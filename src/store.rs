use crate::error::{ClientError, Result};
use crate::record::{Session, User};
use log::{debug, warn};
use serde::{Deserialize, Serialize};
use std::collections::BTreeMap;
use std::collections::HashMap;
use std::fs;
use std::path::{Path, PathBuf};
use std::sync::Mutex;

pub const TOKEN_KEY: &str = "biodiversity_token";
pub const USER_KEY: &str = "biodiversity_user";

/// Version written into every credential file.
pub const SCHEMA_VERSION: u32 = 1;

/// Key-value persistence for the session token and cached profile.
pub trait CredentialStore: Send + Sync {
    fn get(&self, key: &str) -> Result<Option<String>>;
    fn set(&self, key: &str, value: &str) -> Result<()>;
    fn remove(&self, key: &str) -> Result<()>;

    fn token(&self) -> Result<Option<String>> {
        self.get(TOKEN_KEY)
    }

    /// The cached profile. An unparsable record reads as absent.
    fn user(&self) -> Result<Option<User>> {
        let Some(raw) = self.get(USER_KEY)? else {
            return Ok(None);
        };
        match serde_json::from_str(&raw) {
            Ok(user) => Ok(Some(user)),
            Err(err) => {
                warn!("Ignoring unreadable cached user record: {}", err);
                Ok(None)
            }
        }
    }

    fn set_user(&self, user: &User) -> Result<()> {
        let raw = serde_json::to_string(user).map_err(|e| ClientError::Storage(e.to_string()))?;
        self.set(USER_KEY, &raw)
    }

    fn save_session(&self, session: &Session) -> Result<()> {
        self.set(TOKEN_KEY, &session.token)?;
        self.set_user(&session.user)
    }

    fn clear(&self) -> Result<()> {
        self.remove(TOKEN_KEY)?;
        self.remove(USER_KEY)
    }
}

#[derive(Debug, Default, Serialize, Deserialize)]
struct CredentialFile {
    #[serde(default = "legacy_version")]
    schema_version: u32,
    #[serde(default)]
    entries: BTreeMap<String, String>,
}

fn legacy_version() -> u32 {
    1
}

pub fn home_dir() -> PathBuf {
    std::env::var_os("HOME")
        .map(PathBuf::from)
        .or_else(|| std::env::var_os("USERPROFILE").map(PathBuf::from))
        .unwrap_or_else(|| PathBuf::from("."))
}

pub fn default_store_path() -> PathBuf {
    home_dir().join(".fieldlog").join("credentials.json")
}

/// JSON file backed store. Every write replaces the file atomically.
pub struct FileCredentialStore {
    path: PathBuf,
    lock: Mutex<()>,
}

impl FileCredentialStore {
    pub fn new(path: impl Into<PathBuf>) -> Self {
        Self {
            path: path.into(),
            lock: Mutex::new(()),
        }
    }

    pub fn path(&self) -> &Path {
        &self.path
    }

    fn read_file(&self) -> Result<CredentialFile> {
        let data = match fs::read(&self.path) {
            Ok(data) => data,
            Err(err) if err.kind() == std::io::ErrorKind::NotFound => {
                return Ok(CredentialFile::default());
            }
            Err(err) => {
                return Err(ClientError::Storage(format!(
                    "failed to read {}: {err}",
                    self.path.display()
                )));
            }
        };
        let file: CredentialFile = serde_json::from_slice(&data).map_err(|err| {
            ClientError::Storage(format!("failed to parse {}: {err}", self.path.display()))
        })?;
        if file.schema_version > SCHEMA_VERSION {
            warn!(
                "Credential file {} has unknown schema_version {}; ignoring it",
                self.path.display(),
                file.schema_version
            );
            return Ok(CredentialFile::default());
        }
        Ok(file)
    }

    fn write_file(&self, file: &CredentialFile) -> Result<()> {
        let storage_err =
            |err: std::io::Error| ClientError::Storage(format!("{}: {err}", self.path.display()));
        if let Some(dir) = self.path.parent() {
            if !dir.as_os_str().is_empty() {
                fs::create_dir_all(dir).map_err(storage_err)?;
            }
        }
        let bytes =
            serde_json::to_vec_pretty(file).map_err(|e| ClientError::Storage(e.to_string()))?;
        let tmp_path = self.path.with_extension("json.tmp");
        fs::write(&tmp_path, bytes).map_err(storage_err)?;
        fs::rename(&tmp_path, &self.path).map_err(storage_err)?;
        debug!("Wrote credentials to {}", self.path.display());
        Ok(())
    }

    fn update(&self, apply: impl FnOnce(&mut BTreeMap<String, String>)) -> Result<()> {
        let _guard = self
            .lock
            .lock()
            .map_err(|_| ClientError::Storage("credential store lock poisoned".to_string()))?;
        let mut file = self.read_file()?;
        apply(&mut file.entries);
        file.schema_version = SCHEMA_VERSION;
        self.write_file(&file)
    }
}

impl CredentialStore for FileCredentialStore {
    fn get(&self, key: &str) -> Result<Option<String>> {
        let _guard = self
            .lock
            .lock()
            .map_err(|_| ClientError::Storage("credential store lock poisoned".to_string()))?;
        Ok(self.read_file()?.entries.get(key).cloned())
    }

    fn set(&self, key: &str, value: &str) -> Result<()> {
        self.update(|entries| {
            entries.insert(key.to_string(), value.to_string());
        })
    }

    fn remove(&self, key: &str) -> Result<()> {
        if !self.path.exists() {
            return Ok(());
        }
        self.update(|entries| {
            entries.remove(key);
        })
    }
}

/// In-process store, used by tests and short-lived embeddings.
#[derive(Default)]
pub struct MemoryCredentialStore {
    entries: Mutex<HashMap<String, String>>,
}

impl MemoryCredentialStore {
    pub fn new() -> Self {
        Self::default()
    }

    fn entries(&self) -> Result<std::sync::MutexGuard<'_, HashMap<String, String>>> {
        self.entries
            .lock()
            .map_err(|_| ClientError::Storage("credential store lock poisoned".to_string()))
    }
}

impl CredentialStore for MemoryCredentialStore {
    fn get(&self, key: &str) -> Result<Option<String>> {
        Ok(self.entries()?.get(key).cloned())
    }

    fn set(&self, key: &str, value: &str) -> Result<()> {
        self.entries()?.insert(key.to_string(), value.to_string());
        Ok(())
    }

    fn remove(&self, key: &str) -> Result<()> {
        self.entries()?.remove(key);
        Ok(())
    }
}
================================
Please output the records once more, exactly as they were written.

filename src/store.rs
use crate::error::{ClientError, Result};
use crate::record::{Session, User};
use log::{debug, warn};
use serde::{Deserialize, Serialize};
use std::collections::BTreeMap;
use std::collections::HashMap;
use std::fs;
use std::path::{Path, PathBuf};
use std::sync::Mutex;

pub const TOKEN_KEY: &str = "biodiversity_token";
pub const USER_KEY: &str = "biodiversity_user";

/// Version written into every credential file.
pub const SCHEMA_VERSION: u32 = 1;

/// Key-value persistence for the session token and cached profile.
pub trait CredentialStore: Send + Sync {
    fn get(&self, key: &str) -> Result<Option<String>>;
    fn set(&self, key: &str, value: &str) -> Result<()>;
    fn remove(&self, key: &str) -> Result<()>;

    fn token(&self) -> Result<Option<String>> {
        self.get(TOKEN_KEY)
    }

    /// The cached profile. An unparsable record reads as absent.
    fn user(&self) -> Result<Option<User>> {
        let Some(raw) = self.get(USER_KEY)? else {
            return Ok(None);
        };
        match serde_json::from_str(&raw) {
            Ok(user) => Ok(Some(user)),
            Err(err) => {
                warn!("Ignoring unreadable cached user record: {}", err);
                Ok(None)
            }
        }
    }

    fn set_user(&self, user: &User) -> Result<()> {
        let raw = serde_json::to_string(user).map_err(|e| ClientError::Storage(e.to_string()))?;
        self.set(USER_KEY, &raw)
    }

    fn save_session(&self, session: &Session) -> Result<()> {
        self.set(TOKEN_KEY, &session.token)?;
        self.set_user(&session.user)
    }

    fn clear(&self) -> Result<()> {
        self.remove(TOKEN_KEY)?;
        self.remove(USER_KEY)
    }
}

#[derive(Debug, Default, Serialize, Deserialize)]
struct CredentialFile {
    #[serde(default = "legacy_version")]
    schema_version: u32,
    #[serde(default)]
    entries: BTreeMap<String, String>,
}

fn legacy_version() -> u32 {
    1
}

pub fn home_dir() -> PathBuf {
    std::env::var_os("HOME")
        .map(PathBuf::from)
        .or_else(|| std::env::var_os("USERPROFILE").map(PathBuf::from))
        .unwrap_or_else(|| PathBuf::from("."))
}

pub fn default_store_path() -> PathBuf {
    home_dir().join(".fieldlog").join("credentials.json")
}

/// JSON file backed store. Every write replaces the file atomically.
pub struct FileCredentialStore {
    path: PathBuf,
    lock: Mutex<()>,
}

impl FileCredentialStore {
    pub fn new(path: impl Into<PathBuf>) -> Self {
        Self {
            path: path.into(),
            lock: Mutex::new(()),
        }
    }

    pub fn path(&self) -> &Path {
        &self.path
    }

    fn read_file(&self) -> Result<CredentialFile> {
        let data = match fs::read(&self.path) {
            Ok(data) => data,
            Err(err) if err.kind() == std::io::ErrorKind::NotFound => {
                return Ok(CredentialFile::default());
            }
            Err(err) => {
                return Err(ClientError::Storage(format!(
                    "failed to read {}: {err}",
                    self.path.display()
                )));
            }
        };
        let file: CredentialFile = serde_json::from_slice(&data).map_err(|err| {
            ClientError::Storage(format!("failed to parse {}: {err}", self.path.display()))
        })?;
        if file.schema_version > SCHEMA_VERSION {
            warn!(
                "Credential file {} has unknown schema_version {}; ignoring it",
                self.path.display(),
                file.schema_version
            );
            return Ok(CredentialFile::default());
        }
        Ok(file)
    }

    fn write_file(&self, file: &CredentialFile) -> Result<()> {
        let storage_err =
            |err: std::io::Error| ClientError::Storage(format!("{}: {err}", self.path.display()));
        if let Some(dir) = self.path.parent() {
            if !dir.as_os_str().is_empty() {
                fs::create_dir_all(dir).map_err(storage_err)?;
            }
        }
        let bytes =
            serde_json::to_vec_pretty(file).map_err(|e| ClientError::Storage(e.to_string()))?;
        let tmp_path = self.path.with_extension("json.tmp");
        fs::write(&tmp_path, bytes).map_err(storage_err)?;
        fs::rename(&tmp_path, &self.path).map_err(storage_err)?;
        debug!("Wrote credentials to {}", self.path.display());
        Ok(())
    }

    fn update(&self, apply: impl FnOnce(&mut BTreeMap<String, String>)) -> Result<()> {
        let _guard = self
            .lock
            .lock()
            .map_err(|_| ClientError::Storage("credential store lock poisoned".to_string()))?;
        let mut file = self.read_file()?;
        apply(&mut file.entries);
        file.schema_version = SCHEMA_VERSION;
        self.write_file(&file)
    }
}

impl CredentialStore for FileCredentialStore {
    fn get(&self, key: &str) -> Result<Option<String>> {
        let _guard = self
            .lock
            .lock()
            .map_err(|_| ClientError::Storage("credential store lock poisoned".to_string()))?;
        Ok(self.read_file()?.entries.get(key).cloned())
    }

    fn set(&self, key: &str, value: &str) -> Result<()> {
        self.update(|entries| {
            entries.insert(key.to_string(), value.to_string());
        })
    }

    fn remove(&self, key: &str) -> Result<()> {
        if !self.path.exists() {
            return Ok(());
        }
        self.update(|entries| {
            entries.remove(key);
        })
    }
}

/// In-process store, used by tests and short-lived embeddings.
#[derive(Default)]
pub struct MemoryCredentialStore {
    entries: Mutex<HashMap<String, String>>,
}

impl MemoryCredentialStore {
    pub fn new() -> Self {
        Self::default()
    }

    fn entries(&self) -> Result<std::sync::MutexGuard<'_, HashMap<String, String>>> {
        self.entries
            .lock()
            .map_err(|_| ClientError::Storage("credential store lock poisoned".to_string()))
    }
}

impl CredentialStore for MemoryCredentialStore {
    fn get(&self, key: &str) -> Result<Option<String>> {
        Ok(self.entries()?.get(key).cloned())
    }

    fn set(&self, key: &str, value: &str) -> Result<()> {
        self.entries()?.insert(key.to_string(), value.to_string());
        Ok(())
    }

    fn remove(&self, key: &str) -> Result<()> {
        self.entries()?.remove(key);
        Ok(())
    }
}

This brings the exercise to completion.